-- Exercise material follows --

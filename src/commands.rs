use anyhow::{bail, Context as _, Result};
use serenity::builder::CreateApplicationCommands;
use serenity::model::application::command::CommandOptionType;
use serenity::model::application::interaction::application_command::{
    ApplicationCommandInteraction, CommandDataOption, CommandDataOptionValue,
};
use serenity::model::id::{RoleId, UserId};

use crate::punishment::parse_duration;
use crate::rule_index::Priority;
use crate::ticket_system::{TicketCategory, Urgency};

/// One parsed slash command.
///
/// Every interaction is decoded into this enum first and routed through a
/// single dispatch point, so permission checks and error replies live in
/// one place.
#[derive(Debug, Clone)]
pub enum Command {
    /// /rules — search the rule database
    RuleSearch {
        query: String,
        category: Option<String>,
    },
    /// /rule-view — show one rule in full
    RuleView { rule_id: String },
    /// /rule-add — create a rule (admin)
    RuleAdd {
        category: String,
        subcategory: String,
        title: String,
        content: String,
        keywords: Vec<String>,
        priority: Priority,
    },
    /// /rule-edit — partially update a rule (admin)
    RuleEdit {
        rule_id: String,
        title: Option<String>,
        content: Option<String>,
        keywords: Option<Vec<String>>,
        priority: Option<Priority>,
    },
    /// /rule-remove — delete a rule (admin)
    RuleRemove { rule_id: String },
    /// /categories — category overview, or one category's rules
    Categories { category: Option<String> },
    /// /punish — apply the next ladder rung for a rule violation
    Punish {
        user: UserId,
        target_roles: Vec<RoleId>,
        rule_id: String,
        /// Staff override of the rung's duration, in minutes
        duration_minutes: Option<i64>,
    },
    /// /warn — record an expiring warning
    Warn {
        user: UserId,
        reason: String,
        rule_id: Option<String>,
    },
    /// /ticket — open a support ticket
    TicketOpen {
        category: TicketCategory,
        urgency: Urgency,
        description: String,
    },
    /// /close — close the ticket living in the current channel
    TicketClose { reason: String },
    /// /assign — assign a staff member to the current ticket
    TicketAssign { staff: UserId },
    /// /announce — post a server announcement (admin)
    Announce {
        title: String,
        content: String,
        ping_everyone: bool,
    },
    /// /status — automation counters
    Status,
}
#[cfg(test)]
mod tests {
    use super::*;

    fn config() -> TicketConfig {
        TicketConfig::default()
    }

    async fn system() -> TicketSystem {
        let db = Arc::new(CommunityDb::open_in_memory().unwrap());
        TicketSystem::load(db, config()).await.unwrap()
    }

    async fn open_ticket(system: &TicketSystem, user: u64, channel: u64) -> Ticket {
        let id = system.allocate(UserId(user)).await.unwrap();
        system
            .open(OpenTicket {
                id,
                user_id: UserId(user),
                username: format!("user{}", user),
                channel_id: ChannelId(channel),
                category: TicketCategory::Support,
                urgency: Urgency::High,
                description: "something broke".to_string(),
            })
            .await
            .unwrap()
    }

    #[tokio::test]
    async fn ids_are_sequential_and_priority_is_summed() {
        let system = system().await;
        let first = open_ticket(&system, 1, 100).await;
        let second = open_ticket(&system, 2, 200).await;
        assert_eq!(first.id, "TKT-0001");
        assert_eq!(second.id, "TKT-0002");
        // Support modifier 0 + High urgency 2
        assert_eq!(first.priority, 2);
    }

    #[tokio::test]
    async fn open_ticket_limit_is_enforced() {
        let system = system().await;
        for n in 0..3 {
            open_ticket(&system, 1, 100 + n).await;
        }
        assert!(system.allocate(UserId(1)).await.is_err());
        // other users are unaffected
        assert!(system.allocate(UserId(2)).await.is_ok());
    }

    #[tokio::test]
    async fn concurrent_allocations_cannot_exceed_the_limit() {
        let system = Arc::new(system().await);
        // user sits one below the limit of three
        open_ticket(&system, 1, 100).await;
        open_ticket(&system, 1, 101).await;

        let a = {
            let system = Arc::clone(&system);
            tokio::spawn(async move { system.allocate(UserId(1)).await })
        };
        let b = {
            let system = Arc::clone(&system);
            tokio::spawn(async move { system.allocate(UserId(1)).await })
        };

        let (a, b) = (a.await.unwrap(), b.await.unwrap());
        assert_eq!(a.is_ok() as u8 + b.is_ok() as u8, 1);
    }

    #[tokio::test]
    async fn released_reservation_frees_the_slot() {
        let system = system().await;
        let mut reserved = Vec::new();
        for _ in 0..3 {
            reserved.push(system.allocate(UserId(1)).await.unwrap());
        }
        // all three slots are held by reservations that never opened
        assert!(system.allocate(UserId(1)).await.is_err());

        system.release(&reserved[0]).await;
        assert!(system.allocate(UserId(1)).await.is_ok());
    }

    #[tokio::test]
    async fn close_is_terminal_and_happens_once() {
        let system = system().await;
        let ticket = open_ticket(&system, 1, 100).await;
        let now = Utc::now();

        let first = system.close(&ticket.id, UserId(9), "Resolved", now).await;
        let second = system.close(&ticket.id, UserId(10), "Duplicate", now).await;

        let closed = first.expect("first close wins");
        assert_eq!(closed.status, TicketStatus::Closed);
        assert_eq!(closed.close_reason.as_deref(), Some("Resolved"));
        assert_eq!(closed.closed_by, Some(UserId(9)));
        assert!(second.is_none());
    }

    #[tokio::test]
    async fn concurrent_manual_close_and_sweep_close_exactly_once() {
        let system = Arc::new(system().await);
        let ticket = open_ticket(&system, 1, 100).await;
        let now = Utc::now();

        let manual = {
            let system = Arc::clone(&system);
            let id = ticket.id.clone();
            tokio::spawn(async move { system.close(&id, UserId(9), "Resolved", now).await })
        };
        let sweep = {
            let system = Arc::clone(&system);
            let id = ticket.id.clone();
            tokio::spawn(async move {
                system
                    .close(&id, UserId(0), "Auto-closed due to inactivity", now)
                    .await
            })
        };

        let (manual, sweep) = (manual.await.unwrap(), sweep.await.unwrap());
        assert_eq!(manual.is_some() as u8 + sweep.is_some() as u8, 1);
    }

    #[tokio::test]
    async fn inactivity_sweep_selects_only_stale_tickets() {
        let system = system().await;
        let stale = open_ticket(&system, 1, 100).await;
        let fresh = open_ticket(&system, 2, 200).await;

        let later = Utc::now() + Duration::hours(73);
        system
            .note_message(fresh.channel_id, UserId(2), false, later)
            .await;

        let selected = system.select_inactive(later).await;
        assert_eq!(selected, vec![stale.id.clone()]);

        // boundary: exactly at the threshold is not yet inactive
        let at_threshold = stale.last_activity + Duration::hours(72);
        assert!(system.select_inactive(at_threshold).await.is_empty());
    }

    #[tokio::test]
    async fn messages_update_activity_and_track_staff() {
        let system = system().await;
        let ticket = open_ticket(&system, 1, 100).await;
        let later = Utc::now() + Duration::minutes(5);

        system.note_message(ticket.channel_id, UserId(1), false, later).await;
        system.note_message(ticket.channel_id, UserId(7), true, later).await;
        system.note_message(ticket.channel_id, UserId(7), true, later).await;

        let ticket = system.by_channel(ticket.channel_id).await.unwrap();
        assert_eq!(ticket.last_activity, later);
        assert_eq!(ticket.staff_involved, vec![UserId(7)]);
    }

    #[tokio::test]
    async fn state_reloads_from_store() {
        let db = Arc::new(CommunityDb::open_in_memory().unwrap());
        let system = TicketSystem::load(Arc::clone(&db), config()).await.unwrap();
        open_ticket(&system, 1, 100).await;
        let closed = open_ticket(&system, 1, 200).await;
        system.close(&closed.id, UserId(9), "Resolved", Utc::now()).await;

        let reloaded = TicketSystem::load(db, config()).await.unwrap();
        let active = reloaded.active().await;
        assert_eq!(active.len(), 1);
        assert_eq!(active[0].id, "TKT-0001");
        // counter resumes after the highest issued id, including closed ones
        assert_eq!(reloaded.allocate(UserId(3)).await.unwrap(), "TKT-0003");
    }
}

-- Exercise material concluded --

What to do —
Only the lines that contain the string "reloaded" are to be copied from the records.

Exercise result —
        let reloaded = TicketSystem::load(db, config()).await.unwrap();
        let active = reloaded.active().await;
        assert_eq!(reloaded.allocate(UserId(3)).await.unwrap(), "TKT-0003");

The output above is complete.